Gather materials and tools for your switch replacement.  As shown below, I have the new dimmer switch, some yellow wire nuts, and instructions that all came in the dimmer switch package.  About the only tools you’ll need are a small flathead screwdriver, utility knife, wire stripper, and maybe needle nose pliers.

Turn the switch on to for lights that you want to dim. Kill the breaker switch that controls the circuit feeding our lights.  Have a partner flip the appropriate breaker switch as you verify your lights go out.  If the breakers are not labeled very well like ours, you’ll just need to try them one at a time until the correct one is switched. It would be wise to put some masking tape over the breaker switch that kills your light circuit.  Alternately, you can put a sign over the front of the box that says “Do not operate” to prevent someone from accidentally turning it back on while you’re working.  It can happen!

Now, with the power off, remove your existing switch.  With your flathead screwdriver, remove the wall plate cover.  Unscrew the actual switch from the box that it’s mounted in.  Finally, remove all 3 wires from the screw terminals of your switch.  You’ll probably have a bare copper wire (or maybe it’s green, this is ground), two black wires (hot), and 2 or 3 white ones (neutral) that are wire nutted together.

Connect the dimmer switch to your loose wires.  My particular dimmer switch came with wire leads hanging and their ends stripped. So, all I had to do was nut them to the wires shown in the previous step.  I connected them as follows:

  • One black wire (hot) on the switch to one black wire from the wall
  • Another black wire (hot) from the switch to another black wire from the wall.  (Doesn’t matter which black wire from the switch goes which black wire from the wall).
  • Green wire (ground) from the switch to bare wire from the wall.

Note that the white (neutral) wires are not touched.  Neutral will never be connected to any switch.

Your dimmer switch may come with screw terminals instead of the loose wire leads that were on mine.  That’s ok, just read the instructions that came with your switch so you connect the wires properly.

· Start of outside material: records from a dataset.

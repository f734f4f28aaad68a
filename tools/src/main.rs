//! ledger-desk: headless demo driver for the gift-economy ledger.
//!
//! Usage:
//!   ledger-desk [--config tariff.json]
//!
//! Seeds a small book — two players, two hosts — then applies recharges,
//! a settlement, an income entry and a coin restock, and prints the
//! settlement totals and the daily revenue report.

use anyhow::Result;
use giftledger_core::model::{
    Host, HostType, IncomeRequest, IncomeSource, PaymentMethod, Player, RechargeRequest,
    ReplenishmentRequest, SettlementRequest,
};
use giftledger_core::{Clock, LedgerConfig, LedgerStore, SystemClock};
use std::env;
use std::rc::Rc;

fn main() -> Result<()> {
    env_logger::init();

    let args: Vec<String> = env::args().collect();
    let config = match args.windows(2).find(|w| w[0] == "--config") {
        Some(w) => LedgerConfig::load(&w[1])?,
        None => LedgerConfig::default(),
    };

    println!("ledger-desk");
    println!("  settlement_unit:   {}", config.settlement_unit);
    println!("  shift_income_rate: {}", config.shift_income_rate);
    println!();

    let mut store = LedgerStore::with_clock(Rc::new(SystemClock), config)?;

    // Seed the book.
    store.add_player(&Player::new("p-ruby", 0.9))?;
    store.add_player(&Player::new("p-jade", 0.75))?;
    store.add_host(&Host {
        host_id: "h-star".into(),
        host_type: HostType::Host,
        discount: 0.8,
        gift_value_balance: None,
    })?;
    store.add_host(&Host {
        host_id: "h-mint".into(),
        host_type: HostType::Recharge,
        discount: 0.95,
        gift_value_balance: Some(5_000.0),
    })?;

    // A day at the desk.
    store.apply_recharge(&RechargeRequest {
        player_id: "p-ruby".into(),
        amount: 600.0,
        payment_method: PaymentMethod::Wechat,
        receiving_host: "h-mint".into(),
    })?;
    store.apply_recharge(&RechargeRequest {
        player_id: "p-jade".into(),
        amount: 250.0,
        payment_method: PaymentMethod::Alipay,
        receiving_host: "h-mint".into(),
    })?;
    let settlement = store.apply_settlement(&SettlementRequest::new("p-ruby", "h-star", 4_000.0))?;
    store.add_host_income(&IncomeRequest {
        host_id: "h-star".into(),
        work_time_period: "19:00-23:00".into(),
        source: IncomeSource::GiftValue { gift_value: 4_000.0 },
    })?;
    store.add_coin_replenishment(&ReplenishmentRequest {
        replenishment_amount: 2_000.0,
        remaining_coins: 7_000.0,
        replenishment_account: "h-mint".into(),
    })?;

    println!("settlement {} at {}", settlement.settlement_id, settlement.date_time);
    println!(
        "  player owes {:.2}, host earns {:.2}, profit {:.2}",
        settlement.player_settlement, settlement.host_settlement, settlement.profit
    );
    println!();

    println!("players:");
    for p in store.players()? {
        println!(
            "  {:<8} balance {:>10.2}  predeposit {:>8.2}  today {:>8.2}",
            p.player_id, p.account_balance, p.predeposit, p.today_recharge_total
        );
    }
    println!();

    let totals = store.settlement_totals()?;
    println!(
        "settled: gift {:.0}, player side {:.2}, host side {:.2}, profit {:.2}",
        totals.gift_value, totals.player_settlement, totals.host_settlement, totals.profit
    );
    println!();

    let now = SystemClock.now();
    println!("daily revenue ({}):", now.format("%Y-%m-%d"));
    for bucket in store.daily_revenue()? {
        if bucket.gift_value > 0.0 {
            println!("  {}  {:>10.0}", bucket.hour, bucket.gift_value);
        }
    }
    log::info!("demo run complete");
    Ok(())
}
//! Tariff constants for the desk.
//!
//! The shift income rate is a provisional figure pending a real payroll
//! tariff, which is why it lives here rather than as a hardcoded
//! constant.

use serde::{Deserialize, Serialize};

#[derive(Debug, Clone, Serialize, Deserialize)]
pub struct LedgerConfig {
    /// Gift-value units per currency unit: a settlement converts
    /// `gift_value / settlement_unit` into currency before applying each
    /// side's discount.
    #[serde(default = "default_settlement_unit")]
    pub settlement_unit: f64,

    /// Currency earned per unit of goods volume on a shift income entry.
    #[serde(default = "default_shift_income_rate")]
    pub shift_income_rate: f64,
}

fn default_settlement_unit() -> f64 {
    10.0
}

fn default_shift_income_rate() -> f64 {
    0.0001
}

impl Default for LedgerConfig {
    fn default() -> Self {
        Self {
            settlement_unit: default_settlement_unit(),
            shift_income_rate: default_shift_income_rate(),
        }
    }
}

impl LedgerConfig {
    /// Load from a JSON file. Missing keys fall back to the defaults.
    pub fn load(path: &str) -> anyhow::Result<Self> {
        let content = std::fs::read_to_string(path)
            .map_err(|e| anyhow::anyhow!("Cannot read {path}: {e}"))?;
        let config: LedgerConfig = serde_json::from_str(&content)?;
        if config.settlement_unit <= 0.0 {
            anyhow::bail!("settlement_unit must be positive");
        }
        Ok(config)
    }
}
//! Host income logging:
//! 1. Gift-value income settles at the host's own rate
//! 2. Gift-value income is gated to host-type accounts
//! 3. Shift income pays the configured rate per unit plus ad-hoc income
//! 4. Coin replenishments reference a real host account

use giftledger_core::model::{
    Host, HostType, IncomeDetail, IncomeRequest, IncomeSource, ReplenishmentRequest,
};
use giftledger_core::{LedgerError, LedgerStore};

fn build() -> LedgerStore {
    let _ = env_logger::builder().is_test(true).try_init();
    let store = LedgerStore::in_memory().expect("in_memory store");
    store
        .add_host(&Host {
            host_id: "h1".into(),
            host_type: HostType::Host,
            discount: 0.8,
            gift_value_balance: None,
        })
        .unwrap();
    store
        .add_host(&Host {
            host_id: "x1".into(),
            host_type: HostType::Recharge,
            discount: 0.95,
            gift_value_balance: Some(2000.0),
        })
        .unwrap();
    store
}

fn gift_income(host_id: &str, gift_value: f64) -> IncomeRequest {
    IncomeRequest {
        host_id: host_id.into(),
        work_time_period: "19:00-23:00".into(),
        source: IncomeSource::GiftValue { gift_value },
    }
}

// ─────────────────────────────────────────────────────────────────────────────
// Test 1: gift-value income math
// ─────────────────────────────────────────────────────────────────────────────

#[test]
fn gift_value_income_settles_at_the_hosts_rate() {
    let store = build();

    let entry = store.add_host_income(&gift_income("h1", 1000.0)).unwrap();
    // 1000 / 10 * 0.8
    assert_eq!(
        entry.detail,
        IncomeDetail::GiftValue {
            gift_value: 1000.0,
            income: 80.0
        }
    );
    assert_eq!(entry.host_id, "h1");
    assert_eq!(entry.work_time_period, "19:00-23:00");

    let book = store.host_incomes().unwrap();
    assert_eq!(book.len(), 1);
    assert_eq!(book[0], entry);
}

#[test]
fn gift_value_income_requires_a_host_type_account() {
    let store = build();

    let err = store.add_host_income(&gift_income("x1", 1000.0)).unwrap_err();
    assert!(matches!(err, LedgerError::Validation(_)));
    assert!(store.host_incomes().unwrap().is_empty());
}

#[test]
fn negative_gift_value_is_rejected() {
    let store = build();
    let err = store.add_host_income(&gift_income("h1", -5.0)).unwrap_err();
    assert!(matches!(err, LedgerError::Validation(_)));
}

// ─────────────────────────────────────────────────────────────────────────────
// Test 2: shift income math
// ─────────────────────────────────────────────────────────────────────────────

#[test]
fn shift_income_pays_per_unit_plus_other() {
    let store = build();
    let rate = store.config().shift_income_rate;

    let entry = store
        .add_host_income(&IncomeRequest {
            host_id: "x1".into(),
            work_time_period: "10:00-18:00".into(),
            source: IncomeSource::Shift {
                quantity: 50_000.0,
                other_income: 20.0,
            },
        })
        .unwrap();

    assert_eq!(
        entry.detail,
        IncomeDetail::Shift {
            quantity: 50_000.0,
            other_income: 20.0,
            daily_income: 50_000.0 * rate + 20.0,
        }
    );
}

#[test]
fn shift_income_accepts_any_host_type() {
    let store = build();
    for id in ["h1", "x1"] {
        store
            .add_host_income(&IncomeRequest {
                host_id: id.into(),
                work_time_period: "10:00-18:00".into(),
                source: IncomeSource::Shift {
                    quantity: 1000.0,
                    other_income: 0.0,
                },
            })
            .unwrap();
    }
    assert_eq!(store.host_incomes().unwrap().len(), 2);
}

#[test]
fn unknown_host_is_an_invalid_reference() {
    let store = build();
    let err = store.add_host_income(&gift_income("ghost", 100.0)).unwrap_err();
    assert!(matches!(
        err,
        LedgerError::InvalidReference { entity: "host", .. }
    ));
}

// ─────────────────────────────────────────────────────────────────────────────
// Test 3: coin replenishments
// ─────────────────────────────────────────────────────────────────────────────

#[test]
fn replenishment_is_appended_with_id_and_timestamp() {
    let store = build();
    let r = store
        .add_coin_replenishment(&ReplenishmentRequest {
            replenishment_amount: 10_000.0,
            remaining_coins: 12_000.0,
            replenishment_account: "x1".into(),
        })
        .unwrap();
    assert!(!r.replenishment_id.is_empty());
    assert!(!r.replenishment_time.is_empty());

    let book = store.coin_replenishments().unwrap();
    assert_eq!(book.len(), 1);
    assert_eq!(book[0], r);
}

#[test]
fn replenishment_for_unknown_account_is_rejected() {
    let store = build();
    let err = store
        .add_coin_replenishment(&ReplenishmentRequest {
            replenishment_amount: 10_000.0,
            remaining_coins: 12_000.0,
            replenishment_account: "ghost".into(),
        })
        .unwrap_err();
    assert!(matches!(
        err,
        LedgerError::InvalidReference { entity: "host", .. }
    ));
    assert!(store.coin_replenishments().unwrap().is_empty());
}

Pack your connected wires back into the switch box.  Then fasten dimmer switch to the box as shown below.

Install the wall plate cover over the switch.  We just reused the wall plate we had right then.  Slide the dimmer knob onto your new switch.

But then Lovely Crafty Rachael went and installed a new decorative wall plate. Turn the power back on and enjoy!

POST HIJACK! This is Lovely Crafty Rachael speaking, and I couldn’t leave you with a picture of our nasty wall plate showing 14 coats of paint. Here’s how our purdy new dimmer looks now:

7 Responses

  1. John

    Very timely post! I did what you suggested for the wiring and my light comes on and off, but won’t dim :(. You say it doesn’t matter which black goes to black, does that mean the switch is bad? We have a 9 lamp chandelier and I replaced the fluorescent with incandescent bulbs. Help!

    • Mike

      Hey John! Sorry for the late reply. Yes, I really think that your dimmer switch is shot. First of all, what wattage light bulbs are you using? What is the rated wattage on your dimmer switch (you can find this info on the front of your package)? Your switch could possibly be undersized.

      Assuming you had 60 watt light bulbs, you’d be consuming 9 x 60 = 540 watts of juice. Just for kicks, you could try unscrewing all of your light bulbs except for one and seeing if it works.

      Anyway, I’d take that switch back and get a new one. Make sure you get one with a wattage of at least 9 times the size light bulb you are using. Let me know if it works or you need more help.


      • HeavyMetal

        Thanks for this post, it was very helpful. I bought a new rotary dimmer, and it turns on/off, but it doesn’t dim. 🙁 It’s a simple rotary — there’s no push on/off, just the rotary dial.

        The dimmer is new, but I did blow the fuse the first time I tried to install. Is it possible this broke JUST the dimmer functionality??

  2. victoria

    we just installed a new dimmer and light fixture in our living room and couldn’t be happier! So glad you love yours too!!

  3. Chandy-Love

    […] It’s nickel finish and downward facing bulbs left us without much style and blind half the time (despite installing a dimmer switch). […]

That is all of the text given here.